There was only one piece of the apparatus regarding whose probable function Blake could even guess. This was a pair of long slender arms that projected through the shimmering walls into the enclosure, supporting at their end a large thin metal plate located just over the heads of the three Earthlings. Blake was willing to wager that it was this overhead plate that was responsible for the odd paralysis that held them helpless.

Then a figure came slowly into view from where it had been concealed by the apparatus, and Blake forgot all thought of the strange mechanisms as he watched the monstrous thing clamber stiffly from the platform and halt squarely in front of the captives to stare at them through the transparency of the intervening force sheet.

The thing was a curious blending of human and bestial features. It stood barely five feet in height, yet its great scale-armored skull was at least three times as large as that of a grown man. There was colossal mental power and nameless evil glowing in the dark depths of the two abnormally large eyes that stared fixedly out from under the heavy forehead. The thing had no nose. The mouth opening, surrounded by a rosette of flabby gray skin, was a mere slit. The entire skull and face were covered with small, closely overlapping scales of lusterless gray.

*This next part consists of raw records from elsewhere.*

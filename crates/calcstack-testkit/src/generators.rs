//! Proptest generators for property-based testing.

use proptest::prelude::*;

use calcstack_core::Keypair;

use crate::calculations::InputModel;

/// Magnitude bound for generated operands; sums and differences stay exact
/// enough to compare with `==`.
pub const OPERAND_BOUND: f64 = 1e12;

/// Generate a random keypair.
pub fn keypair() -> impl Strategy<Value = Keypair> {
    any::<[u8; 32]>().prop_map(|seed| Keypair::from_seed(&seed))
}

/// Generate a finite operand.
pub fn operand() -> impl Strategy<Value = f64> {
    -OPERAND_BOUND..OPERAND_BOUND
}

/// Generate any input.
pub fn input() -> impl Strategy<Value = InputModel> {
    (operand(), operand()).prop_map(|(x, y)| InputModel::new(x, y))
}

/// Generate an input `Add` accepts.
pub fn accepted_input() -> impl Strategy<Value = InputModel> {
    input().prop_filter("Add rejects x == 4", |i| i.x != 4.0)
}

/// Generate an input `Add` rejects.
pub fn rejected_input() -> impl Strategy<Value = InputModel> {
    operand().prop_map(|y| InputModel::new(4.0, y))
}

/// Generate a warning message that can be encoded.
pub fn warning_message() -> impl Strategy<Value = String> {
    "[a-zA-Z0-9 ,.!?]{1,40}".prop_map(String::from)
}
//! Endpoints: a calculation with its composed pipeline and metadata.

use std::collections::BTreeMap;
use std::fmt;
use std::time::Duration;

use calcstack_core::{
    Describe, Envelope, FaultRecord, InputSchema, OwnerId, ResponseSchema, Signed, StackEnvelope,
    DIAGNOSTICS_DELIMITER, DIAGNOSTICS_HEADER,
};
use serde::Serialize;
use serde_json::Value;
use tracing::debug;

use crate::calculation::{Calculation, CalculationKind, Record};
use crate::context::Context;
use crate::error::{PipelineError, STATUS_CONTENT_FAULT, STATUS_OK};
use crate::handler::{Fault, Handler, StageInfo};
use crate::stage::fault_record;

/// Body of a response: the signed envelope, or the content fault that
/// replaced it.
#[derive(Debug, Clone, PartialEq)]
pub enum Outcome<T> {
    Success(T),
    Fault(FaultRecord),
}

/// What a top-level caller receives.
#[derive(Debug, Clone, PartialEq)]
pub struct Response<T> {
    pub outcome: Outcome<T>,
    /// Encoded diagnostics, `None` when nothing was raised.
    pub diagnostics: Option<String>,
}

impl<T> Response<T> {
    pub fn status(&self) -> u16 {
        match self.outcome {
            Outcome::Success(_) => STATUS_OK,
            Outcome::Fault(_) => STATUS_CONTENT_FAULT,
        }
    }

    pub fn is_success(&self) -> bool {
        matches!(self.outcome, Outcome::Success(_))
    }

    pub fn success(&self) -> Option<&T> {
        match &self.outcome {
            Outcome::Success(value) => Some(value),
            Outcome::Fault(_) => None,
        }
    }

    pub fn into_success(self) -> Option<T> {
        match self.outcome {
            Outcome::Success(value) => Some(value),
            Outcome::Fault(_) => None,
        }
    }

    pub fn fault(&self) -> Option<&FaultRecord> {
        match &self.outcome {
            Outcome::Fault(record) => Some(record),
            Outcome::Success(_) => None,
        }
    }

    /// Decoded diagnostics, in the order they were raised.
    pub fn warnings(&self) -> Vec<&str> {
        self.diagnostics
            .as_deref()
            .map(|d| d.split(DIAGNOSTICS_DELIMITER).collect())
            .unwrap_or_default()
    }

    /// Header name and value a transport attaches for the diagnostics.
    pub fn diagnostics_header(&self) -> Option<(&'static str, &str)> {
        self.diagnostics.as_deref().map(|d| (DIAGNOSTICS_HEADER, d))
    }

    pub fn try_map<U, E>(self, f: impl FnOnce(T) -> Result<U, E>) -> Result<Response<U>, E> {
        let outcome = match self.outcome {
            Outcome::Success(value) => Outcome::Success(f(value)?),
            Outcome::Fault(record) => Outcome::Fault(record),
        };
        Ok(Response {
            outcome,
            diagnostics: self.diagnostics,
        })
    }
}

/// Metadata handed to the documentation/transport layer.
#[derive(Debug, Clone, Serialize)]
pub struct CalculationInfo {
    pub name: &'static str,
    pub owner: OwnerId,
    pub kind: CalculationKind,
    pub tags: Vec<&'static str>,
    pub description: &'static str,
    pub input: InputSchema,
    pub response: ResponseSchema,
    pub stages: Vec<StageInfo>,
}

impl CalculationInfo {
    pub(crate) fn of<C: Calculation>(kind: CalculationKind, stages: Vec<StageInfo>) -> Self {
        let response = match kind {
            CalculationKind::Rule => ResponseSchema::rule::<C::Input, C::Output>(C::NAME),
            CalculationKind::Stack => ResponseSchema::stack::<C::Input, C::Output>(C::NAME),
        };
        Self {
            name: C::NAME,
            owner: OwnerId::new(C::OWNER),
            kind,
            tags: C::TAGS.to_vec(),
            description: C::DESCRIPTION,
            input: C::Input::describe(),
            response,
            stages,
        }
    }

    /// Route the transport layer exposes this calculation under.
    pub fn endpoint(&self) -> String {
        format!("/{}", self.name)
    }

    /// Input field to upstream source tag.
    pub fn mapping(&self) -> BTreeMap<String, String> {
        self.input.mapping()
    }
}

type Pipeline<I, E> = Box<dyn Handler<Input = I, Output = Response<Signed<E>>>>;

/// A calculation wrapped in its full stage pipeline.
///
/// Endpoints are immutable after construction and safe to share across
/// threads; each call gets its own [`Context`].
pub struct Endpoint<I, E> {
    info: CalculationInfo,
    pipeline: Pipeline<I, E>,
    timeout: Option<Duration>,
}

/// Endpoint of a rule.
pub type RuleEndpoint<C> = Endpoint<
    <C as Calculation>::Input,
    Envelope<<C as Calculation>::Input, <C as Calculation>::Output>,
>;

/// Endpoint of a stack.
pub type StackEndpoint<C> = Endpoint<
    <C as Calculation>::Input,
    StackEnvelope<<C as Calculation>::Input, <C as Calculation>::Output>,
>;

impl<I, E> Endpoint<I, E> {
    pub(crate) fn new(info: CalculationInfo, pipeline: Pipeline<I, E>, timeout: Option<Duration>) -> Self {
        Self {
            info,
            pipeline,
            timeout,
        }
    }

    pub fn name(&self) -> &'static str {
        self.info.name
    }

    pub fn info(&self) -> &CalculationInfo {
        &self.info
    }

    pub fn stages(&self) -> &[StageInfo] {
        &self.info.stages
    }

    /// Invoke as a top-level call.
    ///
    /// Content faults come back as `Ok` with a fault outcome; `Err` is
    /// reserved for framework faults.
    pub fn execute(&self, input: &I) -> Result<Response<Signed<E>>, PipelineError> {
        let mut cx = Context::new(self.timeout);
        debug!(
            calculation = self.info.name,
            trace_id = %cx.trace_id(),
            "executing"
        );
        self.invoke(input, &mut cx)
    }

    /// Invoke within an existing context.
    pub(crate) fn invoke(&self, input: &I, cx: &mut Context) -> Result<Response<Signed<E>>, PipelineError> {
        cx.check_deadline(self.info.name)?;
        match self.pipeline.call(input, cx) {
            Ok(response) => Ok(response),
            Err(Fault::Pipeline(e)) => Err(e),
            // The error stage contains content faults; this only fires if a
            // stage above it raised one.
            Err(Fault::Content(err)) => Ok(Response {
                outcome: Outcome::Fault(fault_record(&err)),
                diagnostics: None,
            }),
        }
    }
}

impl<I, E> fmt::Debug for Endpoint<I, E> {
    fn fmt(&self, f: &mut fmt::Formatter<'_>) -> fmt::Result {
        f.debug_struct("Endpoint")
            .field("name", &self.info.name)
            .field("kind", &self.info.kind)
            .field("timeout", &self.timeout)
            .finish()
    }
}

/// Type-erased endpoint, driven with JSON values.
pub trait DynEndpoint: Send + Sync {
    fn info(&self) -> &CalculationInfo;

    fn execute_json(&self, input: Value) -> Result<Response<Value>, PipelineError>;
}

impl<I, E> DynEndpoint for Endpoint<I, E>
where
    I: Record,
    E: Serialize + Send + Sync + 'static,
{
    fn info(&self) -> &CalculationInfo {
        &self.info
    }

    fn execute_json(&self, input: Value) -> Result<Response<Value>, PipelineError> {
        let input: I = serde_json::from_value(input).map_err(|e| PipelineError::InvalidInput {
            calculation: self.info.name.to_string(),
            message: e.to_string(),
        })?;
        self.execute(&input)?
            .try_map(serde_json::to_value)
            .map_err(|e| PipelineError::Serialization(e.to_string()))
    }
}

The head merged directly into a short black torso nearly as wide as the skull itself. From this trunk there writhed a score of long black snake-like tentacles, each terminating in a flexible three-fingered "hand." The trunk was supported by two short thick legs, armored with gray scales, and ending in broad three-toed feet.

"Greetings, Earthlings!" The voice that emanated from the grotesque mouth was surprisingly resonant in tone. "Allow me to present myself. I am Zehru, imperial scientist of Xollar."


The monstrosity seemed amused at the expressions of blank surprise upon the faces of his captives. "I learned your crude language from your brain cells while you slept under the red ray," he explained. "Also I learned many other things regarding your planet, Earth. I am glad to find your world so well adapted to my purpose. Within a few years after my arrival there I shall be its unquestioned ruler."

Blake started to voice the many questions that were surging through his mind, but an imperious gesture of an outflung tentacle stopped him.

"Silence, Earthling!" There was tolerant contempt in Zehru's ringing voice. "I will explain some of the things that puzzle you. There is no reason why I should trouble myself to do so, yet it may while away the tedium of the short wait yet remaining before my apparatus becomes charged to the required point. Listen carefully, Earthling, for at best you will find many of my thoughts beyond the feeble limits of the word forms with which you have provided me.